Orville Tyron Chamberlain (September 1, 1841, to May 27, 1929) was an American soldier who fought in the American Civil War. Chamberlain received the United States' highest award for bravery during combat, the Medal of Honor, for his action during the Battle of Chickamauga, Georgia, on 20 September 1863. He was honored with the award on 11 March 1896.

==Biography==
Chamberlain was born in Leesburg, Indiana on September 1, 1841. He enlisted in the 74th Indiana Infantry. He graduated from Notre Dame University in 1868 and became a lawyer. He married Helen Maria Mead (1843-1911), and they had one child, Edith Chamberlain (1872-1933). In 1914, Chamberlain served in Washington as acting commander of the Legion of Valor of the United States of America, and was a proponent of a $10 per month pension addition for Medal of Honor recipients.

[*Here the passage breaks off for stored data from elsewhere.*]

use std::collections::BTreeSet;
use std::sync::mpsc::{self, Receiver, RecvTimeoutError, Sender};
use std::thread;
use std::time::Duration;

use midir::{MidiInput, MidiInputConnection, MidiOutput, MidiOutputConnection};

use crate::selector::{Indicators, InputHandle};

/// Switches a Launchpad Mini MK3 into programmer mode.
const PROGRAMMER_MODE: [u8; 9] = [0xF0, 0x00, 0x20, 0x29, 0x02, 0x0D, 0x0E, 0x01, 0xF7];

const NOTE_ON: u8 = 0x90;
const NOTE_OFF: u8 = 0x80;

const ACTIVE: u8 = 100;
const INACTIVE: u8 = 0;

/// Grid pad id `"{x}x{y}"`, x from the left and y from the top, for a
/// programmer mode note.
pub fn pad_id(note: u8) -> Option<String> {
    let (row, col) = (note / 10, note % 10);
    if !(1..=8).contains(&row) || !(1..=8).contains(&col) {
        return None;
    }
    Some(format!("{}x{}", col - 1, 8 - row))
}

pub fn pad_note(id: &str) -> Option<u8> {
    let (x, y) = id.split_once('x')?;
    let (x, y): (u8, u8) = (x.parse().ok()?, y.parse().ok()?);
    if x > 7 || y > 7 {
        return None;
    }
    Some(10 * (8 - y) + x + 1)
}

#[derive(Debug)]
enum Indicator {
    On(String),
    Off(String),
}

/// Indicator handle for the selector; lights are painted by the worker.
pub struct LaunchpadIndicators {
    tx: Sender<Indicator>,
}

impl Indicators for LaunchpadIndicators {
    fn activate(&mut self, id: &str) {
        let _ = self.tx.send(Indicator::On(id.to_owned()));
    }

    fn deactivate(&mut self, id: &str) {
        let _ = self.tx.send(Indicator::Off(id.to_owned()));
    }
}

/// Start the Launchpad worker thread. Presses go to `inputs`; the returned
/// handle drives the pad lights.
pub fn spawn(port: String, inputs: InputHandle, backoff: Duration) -> LaunchpadIndicators {
    let (tx, rx) = mpsc::channel();
    let worker = Worker { port, inputs, backoff, rx, active: BTreeSet::new() };
    if let Err(e) = thread::Builder::new().name("launchpad".into()).spawn(move || worker.run()) {
        log::error!("Failed to start launchpad thread: {}", e);
    }
    LaunchpadIndicators { tx }
}

struct Worker {
    port: String,
    inputs: InputHandle,
    backoff: Duration,
    rx: Receiver<Indicator>,
    active: BTreeSet<String>,
}

struct Device {
    _input: MidiInputConnection<()>,
    output: MidiOutputConnection,
}

impl Worker {
    fn run(mut self) {
        loop {
            match self.open() {
                Ok(device) => {
                    log::info!("Launchpad connected");
                    if self.serve(device).is_err() {
                        return;
                    }
                    log::warn!("Launchpad disconnected");
                }
                Err(e) => {
                    log::warn!("Failed to open Launchpad: {:#}", e);
                    if !self.idle(self.backoff) {
                        return;
                    }
                }
            }
        }
    }

    fn open(&self) -> anyhow::Result<Device> {
        let midi_in = MidiInput::new("artcar-lights")?;
        let in_port = midi_in
            .ports()
            .into_iter()
            .find(|p| midi_in.port_name(p).map_or(false, |n| n.contains(&self.port)))
            .ok_or_else(|| anyhow::anyhow!("no MIDI input matching {:?}", self.port))?;

        let midi_out = MidiOutput::new("artcar-lights")?;
        let out_port = midi_out
            .ports()
            .into_iter()
            .find(|p| midi_out.port_name(p).map_or(false, |n| n.contains(&self.port)))
            .ok_or_else(|| anyhow::anyhow!("no MIDI output matching {:?}", self.port))?;

        let inputs = self.inputs.clone();
        let input = midi_in
            .connect(&in_port, "launchpad-in", move |_, msg, _| on_message(&inputs, msg), ())
            .map_err(|e| anyhow::anyhow!("{}", e))?;
        let mut output = midi_out
            .connect(&out_port, "launchpad-out")
            .map_err(|e| anyhow::anyhow!("{}", e))?;

        output.send(&PROGRAMMER_MODE)?;
        for note in (1..=8).flat_map(|row| (1..=8).map(move |col| 10 * row + col)) {
            output.send(&[NOTE_ON, note, INACTIVE])?;
        }
        Ok(Device { _input: input, output })
    }

    /// Mirror indicator updates to the pad until it vanishes. `Err` means the
    /// selector is gone and the worker should stop.
    fn serve(&mut self, mut device: Device) -> Result<(), ()> {
        for id in &self.active {
            paint(&mut device.output, id, ACTIVE);
        }

        loop {
            match self.rx.recv_timeout(self.backoff) {
                Ok(indicator) => {
                    let (id, velocity) = self.track(indicator);
                    if !paint(&mut device.output, &id, velocity) {
                        return Ok(());
                    }
                }
                Err(RecvTimeoutError::Timeout) => {
                    if !self.present() {
                        return Ok(());
                    }
                }
                Err(RecvTimeoutError::Disconnected) => return Err(()),
            }
        }
    }

    fn track(&mut self, indicator: Indicator) -> (String, u8) {
        match indicator {
            Indicator::On(id) => {
                self.active.insert(id.clone());
                (id, ACTIVE)
            }
            Indicator::Off(id) => {
                self.active.remove(&id);
                (id, INACTIVE)
            }
        }
    }

    fn present(&self) -> bool {
        MidiInput::new("artcar-lights-probe").map_or(false, |midi| {
            midi.ports()
                .iter()
                .any(|p| midi.port_name(p).map_or(false, |n| n.contains(&self.port)))
        })
    }

    /// Wait out `duration` while keeping indicator state current. Returns
    /// false once the selector is gone.
    fn idle(&mut self, duration: Duration) -> bool {
        match self.rx.recv_timeout(duration) {
            Ok(indicator) => {
                self.track(indicator);
                while let Ok(indicator) = self.rx.try_recv() {
                    self.track(indicator);
                }
                true
            }
            Err(RecvTimeoutError::Timeout) => true,
            Err(RecvTimeoutError::Disconnected) => false,
        }
    }
}

fn paint(output: &mut MidiOutputConnection, id: &str, velocity: u8) -> bool {
    let Some(note) = pad_note(id) else { return true };
    match output.send(&[NOTE_ON, note, velocity]) {
        Ok(()) => true,
        Err(e) => {
            log::warn!("Launchpad write failed: {}", e);
            false
        }
    }
}

fn on_message(inputs: &InputHandle, msg: &[u8]) {
    let [status, note, velocity] = match msg {
        [s, n, v] => [*s, *n, *v],
        _ => return,
    };
    let Some(id) = pad_id(note) else { return };

    match status & 0xF0 {
        NOTE_ON if velocity > 0 => {
            log::debug!("Pad {} pressed", id);
            inputs.press(id);
        }
        NOTE_ON | NOTE_OFF => {
            log::debug!("Pad {} released", id);
            inputs.release(id);
        }
        _ => {}
    }
}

He was the first town attorney of Elkhart, Indiana, and subsequently became District Attorney of Indiana's 34th Judicial District.

He died on May 27, 1929, and his remains are interred at the Grace Lawn Cemetery in Elkhart.

==Medal of Honor citation==

While exposed to a galling fire, went in search of another regiment, found its location, procured ammunition from the men thereof, and returned with the ammunition to his own company.